**YOUR OBJECTIVE**
Each line in the records below, from the one that contains "Route::LeaveManagement | Route::LeaveApproval" to the one that contains "fn fmt(&self, f: &mut", should be reproduced exactly, the first and last included.

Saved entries

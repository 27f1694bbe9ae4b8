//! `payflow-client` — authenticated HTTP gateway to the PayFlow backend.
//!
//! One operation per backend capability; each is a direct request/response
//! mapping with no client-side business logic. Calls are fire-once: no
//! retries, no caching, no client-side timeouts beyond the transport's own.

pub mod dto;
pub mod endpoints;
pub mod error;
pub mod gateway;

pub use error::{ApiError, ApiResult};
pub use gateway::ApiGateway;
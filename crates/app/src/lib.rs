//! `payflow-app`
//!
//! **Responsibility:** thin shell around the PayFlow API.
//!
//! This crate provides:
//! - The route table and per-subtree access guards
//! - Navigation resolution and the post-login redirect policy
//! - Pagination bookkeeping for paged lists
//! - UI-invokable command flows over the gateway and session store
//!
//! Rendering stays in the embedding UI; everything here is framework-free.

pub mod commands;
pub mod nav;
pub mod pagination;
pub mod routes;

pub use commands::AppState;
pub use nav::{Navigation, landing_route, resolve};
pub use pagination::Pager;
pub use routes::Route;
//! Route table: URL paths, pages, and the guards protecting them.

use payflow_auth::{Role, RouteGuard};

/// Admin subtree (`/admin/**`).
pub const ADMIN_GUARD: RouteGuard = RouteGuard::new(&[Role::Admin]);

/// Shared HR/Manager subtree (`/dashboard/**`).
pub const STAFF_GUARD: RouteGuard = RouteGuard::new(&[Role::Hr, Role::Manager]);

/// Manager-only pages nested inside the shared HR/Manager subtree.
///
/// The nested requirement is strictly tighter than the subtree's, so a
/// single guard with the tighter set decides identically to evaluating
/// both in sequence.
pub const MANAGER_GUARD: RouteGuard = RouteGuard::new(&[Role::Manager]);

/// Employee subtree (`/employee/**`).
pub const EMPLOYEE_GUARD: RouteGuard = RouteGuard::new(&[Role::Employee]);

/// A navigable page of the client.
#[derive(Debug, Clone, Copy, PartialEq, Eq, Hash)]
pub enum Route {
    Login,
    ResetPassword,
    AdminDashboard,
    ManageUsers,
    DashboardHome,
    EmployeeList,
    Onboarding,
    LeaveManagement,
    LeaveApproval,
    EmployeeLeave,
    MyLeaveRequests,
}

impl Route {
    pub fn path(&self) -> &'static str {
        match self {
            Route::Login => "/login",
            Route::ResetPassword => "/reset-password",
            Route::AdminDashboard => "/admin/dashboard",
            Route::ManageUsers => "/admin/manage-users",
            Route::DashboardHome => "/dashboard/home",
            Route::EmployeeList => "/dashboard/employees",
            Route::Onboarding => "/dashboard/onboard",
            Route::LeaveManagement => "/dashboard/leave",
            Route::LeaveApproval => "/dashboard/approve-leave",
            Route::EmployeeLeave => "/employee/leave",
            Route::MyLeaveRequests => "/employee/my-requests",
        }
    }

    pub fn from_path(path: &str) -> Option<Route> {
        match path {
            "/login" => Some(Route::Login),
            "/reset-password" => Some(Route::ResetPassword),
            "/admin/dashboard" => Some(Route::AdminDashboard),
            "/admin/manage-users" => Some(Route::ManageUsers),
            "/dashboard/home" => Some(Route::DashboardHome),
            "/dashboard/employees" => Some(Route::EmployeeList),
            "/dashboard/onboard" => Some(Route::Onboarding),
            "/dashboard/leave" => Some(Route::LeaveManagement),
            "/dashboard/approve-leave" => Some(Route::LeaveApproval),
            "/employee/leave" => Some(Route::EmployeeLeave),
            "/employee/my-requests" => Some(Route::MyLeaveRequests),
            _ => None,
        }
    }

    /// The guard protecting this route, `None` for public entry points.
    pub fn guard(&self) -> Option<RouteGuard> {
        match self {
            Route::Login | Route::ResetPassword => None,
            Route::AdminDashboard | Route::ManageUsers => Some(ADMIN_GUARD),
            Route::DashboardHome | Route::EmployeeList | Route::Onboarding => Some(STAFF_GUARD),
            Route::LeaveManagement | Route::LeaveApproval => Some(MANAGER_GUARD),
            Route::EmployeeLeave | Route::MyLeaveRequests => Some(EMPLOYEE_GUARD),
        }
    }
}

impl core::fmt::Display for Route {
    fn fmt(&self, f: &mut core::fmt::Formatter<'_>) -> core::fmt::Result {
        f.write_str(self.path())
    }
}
==
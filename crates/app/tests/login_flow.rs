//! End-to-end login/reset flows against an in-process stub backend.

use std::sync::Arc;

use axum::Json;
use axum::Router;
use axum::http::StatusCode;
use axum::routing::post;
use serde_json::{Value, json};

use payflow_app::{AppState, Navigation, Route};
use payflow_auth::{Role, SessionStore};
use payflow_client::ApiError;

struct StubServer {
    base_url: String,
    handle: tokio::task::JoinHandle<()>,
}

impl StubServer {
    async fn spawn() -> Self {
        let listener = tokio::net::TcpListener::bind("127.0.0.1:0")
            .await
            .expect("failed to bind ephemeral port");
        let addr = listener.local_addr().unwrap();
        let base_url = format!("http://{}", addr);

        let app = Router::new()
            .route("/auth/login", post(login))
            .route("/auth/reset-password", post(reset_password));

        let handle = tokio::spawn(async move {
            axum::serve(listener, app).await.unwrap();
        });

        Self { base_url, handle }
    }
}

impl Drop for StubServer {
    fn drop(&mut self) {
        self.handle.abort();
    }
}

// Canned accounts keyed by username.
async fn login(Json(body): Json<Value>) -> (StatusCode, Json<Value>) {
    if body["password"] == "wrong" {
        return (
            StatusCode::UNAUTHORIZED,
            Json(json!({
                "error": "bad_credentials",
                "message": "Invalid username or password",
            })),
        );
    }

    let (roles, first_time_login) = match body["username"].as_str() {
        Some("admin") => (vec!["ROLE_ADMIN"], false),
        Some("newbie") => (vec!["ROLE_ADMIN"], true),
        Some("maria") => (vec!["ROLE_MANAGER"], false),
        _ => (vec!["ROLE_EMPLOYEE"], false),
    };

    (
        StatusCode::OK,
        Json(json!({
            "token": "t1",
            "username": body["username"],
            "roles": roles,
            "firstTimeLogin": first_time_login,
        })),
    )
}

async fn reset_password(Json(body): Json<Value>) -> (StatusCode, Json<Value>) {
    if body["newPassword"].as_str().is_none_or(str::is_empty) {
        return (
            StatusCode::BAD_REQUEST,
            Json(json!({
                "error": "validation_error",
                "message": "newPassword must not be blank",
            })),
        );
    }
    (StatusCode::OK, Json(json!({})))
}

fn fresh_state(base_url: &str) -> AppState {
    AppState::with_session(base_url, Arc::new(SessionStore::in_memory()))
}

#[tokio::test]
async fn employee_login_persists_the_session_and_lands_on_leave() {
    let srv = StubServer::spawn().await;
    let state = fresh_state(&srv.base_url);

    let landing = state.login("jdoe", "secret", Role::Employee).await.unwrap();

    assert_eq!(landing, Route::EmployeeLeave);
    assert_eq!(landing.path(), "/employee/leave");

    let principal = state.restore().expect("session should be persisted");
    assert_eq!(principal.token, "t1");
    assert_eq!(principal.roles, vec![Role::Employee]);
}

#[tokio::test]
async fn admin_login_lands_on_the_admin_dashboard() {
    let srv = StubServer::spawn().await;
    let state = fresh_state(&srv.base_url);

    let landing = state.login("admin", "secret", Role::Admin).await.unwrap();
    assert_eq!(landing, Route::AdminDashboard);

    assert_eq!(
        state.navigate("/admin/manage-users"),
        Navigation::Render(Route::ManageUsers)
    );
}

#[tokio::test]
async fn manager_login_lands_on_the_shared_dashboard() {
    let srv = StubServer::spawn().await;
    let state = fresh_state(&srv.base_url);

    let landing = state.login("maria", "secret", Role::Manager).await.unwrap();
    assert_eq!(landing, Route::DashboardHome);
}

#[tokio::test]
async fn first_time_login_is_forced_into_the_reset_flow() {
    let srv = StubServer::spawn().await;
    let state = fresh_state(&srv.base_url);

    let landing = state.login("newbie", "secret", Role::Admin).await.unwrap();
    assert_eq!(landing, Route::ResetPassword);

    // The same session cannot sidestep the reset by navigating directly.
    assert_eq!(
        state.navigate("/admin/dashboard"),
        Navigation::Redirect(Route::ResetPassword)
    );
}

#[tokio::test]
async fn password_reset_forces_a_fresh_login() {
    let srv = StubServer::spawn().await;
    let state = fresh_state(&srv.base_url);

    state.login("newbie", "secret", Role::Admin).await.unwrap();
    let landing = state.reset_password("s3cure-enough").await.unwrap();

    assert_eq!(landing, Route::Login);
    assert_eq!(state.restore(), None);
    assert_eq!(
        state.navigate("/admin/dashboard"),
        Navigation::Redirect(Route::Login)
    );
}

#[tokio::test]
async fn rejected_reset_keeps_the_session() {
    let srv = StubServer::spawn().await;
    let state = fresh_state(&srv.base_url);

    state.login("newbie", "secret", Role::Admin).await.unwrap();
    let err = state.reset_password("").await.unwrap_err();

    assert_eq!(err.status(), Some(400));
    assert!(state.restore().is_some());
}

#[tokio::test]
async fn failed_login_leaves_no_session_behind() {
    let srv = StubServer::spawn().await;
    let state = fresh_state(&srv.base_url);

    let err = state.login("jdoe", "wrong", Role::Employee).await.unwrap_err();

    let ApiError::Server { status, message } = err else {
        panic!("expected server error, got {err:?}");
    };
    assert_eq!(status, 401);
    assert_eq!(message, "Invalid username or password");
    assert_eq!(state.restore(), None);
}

**ANSWER SECTION**
            Route::LeaveManagement | Route::LeaveApproval => Some(MANAGER_GUARD),
            Route::EmployeeLeave | Route::MyLeaveRequests => Some(EMPLOYEE_GUARD),
        }
    }
}

impl core::fmt::Display for Route {
    fn fmt(&self, f: &mut core::fmt::Formatter<'_>) -> core::fmt::Result {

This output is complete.